Samantha Monks, who just completed her Nutrition master’s and Dietetic Internship at Sage and became a Registered Dietitian over the summer, was a summer associate on the project for the second year in a row. She was excited to see the collaborative successfully implement some suggestions from her first year.
Last summer, kids told Monks they would eat more vegetables — and try new ones — if dips were available. She shared that feedback with the collaborative, which provided ranch dip this year.
“The kids loved it!” Monks said. The kids did eat more vegetables, and there was less food waste.
When the summer associate position ended, Monks joined the Regional Food Bank of Northeastern New York as its Food as Medicine Manager and Sage’s Nutrition department as its Dietetic Internship coordinator.
“My experience really set me up for higher-level positions,” she said, “in the sense of being able to go out and build community relationships, being able to lead a team, being able to conduct research.”
Nutrition & Dietetics master’s student and summer associate Kristen Parker collected data and also ran nutrition education sessions at one of the sites.
One of her lessons included a taste test with less-common fruits and vegetables.
Kiwi won the taste test, and one of the kids asked for even more “new” fruits and vegetables next year. “That was very, very satisfying,” said Parker.

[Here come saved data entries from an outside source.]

//! Results sinks: where observations go after the detector produces them.
//!
//! A sink receives observations in stream order. The detector itself never
//! writes anywhere; the replay driver and library callers hand each
//! observation to whichever sink they configured.

use std::io::Write;

use sg_common::{Observation, Result, Timestamp};

/// Consumer of the ordered observation stream.
pub trait ObservationSink {
    fn accept(&mut self, observation: &Observation) -> Result<()>;

    /// Flush buffered output. Called once after the last observation.
    fn finish(&mut self) -> Result<()> {
        Ok(())
    }
}

impl<S: ObservationSink + ?Sized> ObservationSink for &mut S {
    fn accept(&mut self, observation: &Observation) -> Result<()> {
        (**self).accept(observation)
    }

    fn finish(&mut self) -> Result<()> {
        (**self).finish()
    }
}

/// Writes one JSON object per observation, newline-terminated.
pub struct JsonlSink<W: Write> {
    writer: W,
}

impl<W: Write> JsonlSink<W> {
    pub fn new(writer: W) -> Self {
        Self { writer }
    }

    pub fn into_inner(self) -> W {
        self.writer
    }
}

impl<W: Write> ObservationSink for JsonlSink<W> {
    fn accept(&mut self, observation: &Observation) -> Result<()> {
        serde_json::to_writer(&mut self.writer, observation)?;
        self.writer.write_all(b"\n")?;
        Ok(())
    }

    fn finish(&mut self) -> Result<()> {
        self.writer.flush()?;
        Ok(())
    }
}

/// Keeps every observation in memory.
#[derive(Debug, Default, Clone)]
pub struct VecSink {
    observations: Vec<Observation>,
}

impl VecSink {
    pub fn new() -> Self {
        Self::default()
    }

    pub fn observations(&self) -> &[Observation] {
        &self.observations
    }

    pub fn into_observations(self) -> Vec<Observation> {
        self.observations
    }

    /// `(timestamp, ratio)` pairs in stream order.
    pub fn ratio_series(&self) -> Vec<(Timestamp, f64)> {
        self.observations
            .iter()
            .map(|o| (o.timestamp, o.ratio))
            .collect()
    }

    /// `(timestamp, admit_probability)` pairs in stream order.
    pub fn probability_series(&self) -> Vec<(Timestamp, f64)> {
        self.observations
            .iter()
            .map(|o| (o.timestamp, o.admit_probability))
            .collect()
    }

    pub fn spikes(&self) -> impl Iterator<Item = &Observation> {
        self.observations.iter().filter(|o| o.is_spike)
    }
}

impl ObservationSink for VecSink {
    fn accept(&mut self, observation: &Observation) -> Result<()> {
        self.observations.push(*observation);
        Ok(())
    }
}

/// Forwards only spike observations to the wrapped sink.
pub struct SpikesOnly<S> {
    inner: S,
}

impl<S: ObservationSink> SpikesOnly<S> {
    pub fn new(inner: S) -> Self {
        Self { inner }
    }

    pub fn into_inner(self) -> S {
        self.inner
    }
}

impl<S: ObservationSink> ObservationSink for SpikesOnly<S> {
    fn accept(&mut self, observation: &Observation) -> Result<()> {
        if observation.is_spike {
            self.inner.accept(observation)?;
        }
        Ok(())
    }

    fn finish(&mut self) -> Result<()> {
        self.inner.finish()
    }
}

/// Discards everything. Useful when only the replay summary matters.
#[derive(Debug, Default, Clone, Copy)]
pub struct NullSink;

impl ObservationSink for NullSink {
    fn accept(&mut self, _observation: &Observation) -> Result<()> {
        Ok(())
    }
}

#[cfg(test)]
mod tests {
    use super::*;

    fn obs(timestamp: Timestamp, ratio: f64, is_spike: bool) -> Observation {
        Observation {
            timestamp,
            ratio,
            is_spike,
            admit_probability: if is_spike { 1.0 / ratio } else { 1.0 },
            warm: true,
        }
    }

    #[test]
    fn jsonl_sink_writes_one_line_per_observation() {
        let mut sink = JsonlSink::new(Vec::new());
        sink.accept(&obs(1, 1.0, false)).unwrap();
        sink.accept(&obs(2, 2.5, true)).unwrap();
        sink.finish().unwrap();

        let text = String::from_utf8(sink.into_inner()).unwrap();
        let lines: Vec<&str> = text.lines().collect();
        assert_eq!(lines.len(), 2);
        let second: Observation = serde_json::from_str(lines[1]).unwrap();
        assert_eq!(second, obs(2, 2.5, true));
        assert!(text.ends_with('\n'));
    }

    #[test]
    fn vec_sink_exposes_series() {
        let mut sink = VecSink::new();
        sink.accept(&obs(1, 1.0, false)).unwrap();
        sink.accept(&obs(3, 4.0, true)).unwrap();

        assert_eq!(sink.ratio_series(), vec![(1, 1.0), (3, 4.0)]);
        assert_eq!(sink.probability_series(), vec![(1, 1.0), (3, 0.25)]);
        assert_eq!(sink.spikes().count(), 1);
        assert_eq!(sink.into_observations().len(), 2);
    }

    #[test]
    fn spikes_only_filters() {
        let mut sink = SpikesOnly::new(VecSink::new());
        for (t, r) in [(1, 1.0), (2, 3.0), (3, 1.2), (4, 2.2)] {
            sink.accept(&obs(t, r, r > 2.0)).unwrap();
        }
        let kept = sink.into_inner();
        let stamps: Vec<Timestamp> = kept.observations().iter().map(|o| o.timestamp).collect();
        assert_eq!(stamps, vec![2, 4]);
    }

    #[test]
    fn mutable_reference_is_a_sink() {
        fn feed(mut sink: impl ObservationSink) {
            sink.accept(&obs(9, 1.0, false)).unwrap();
            sink.finish().unwrap();
        }

        let mut inner = VecSink::new();
        feed(&mut inner);
        assert_eq!(inner.observations().len(), 1);
    }
}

Parker wants to work in government, creating nutrition policy. She said seeing how federal and state nutrition policy gets implemented at a local level was invaluable — then she listed all the other skills she strengthened this summer, including data collection, teaching, and teamwork.
“All of these are great things to put on your resume,” she said.
But what was even better: “It really felt like we made a difference.”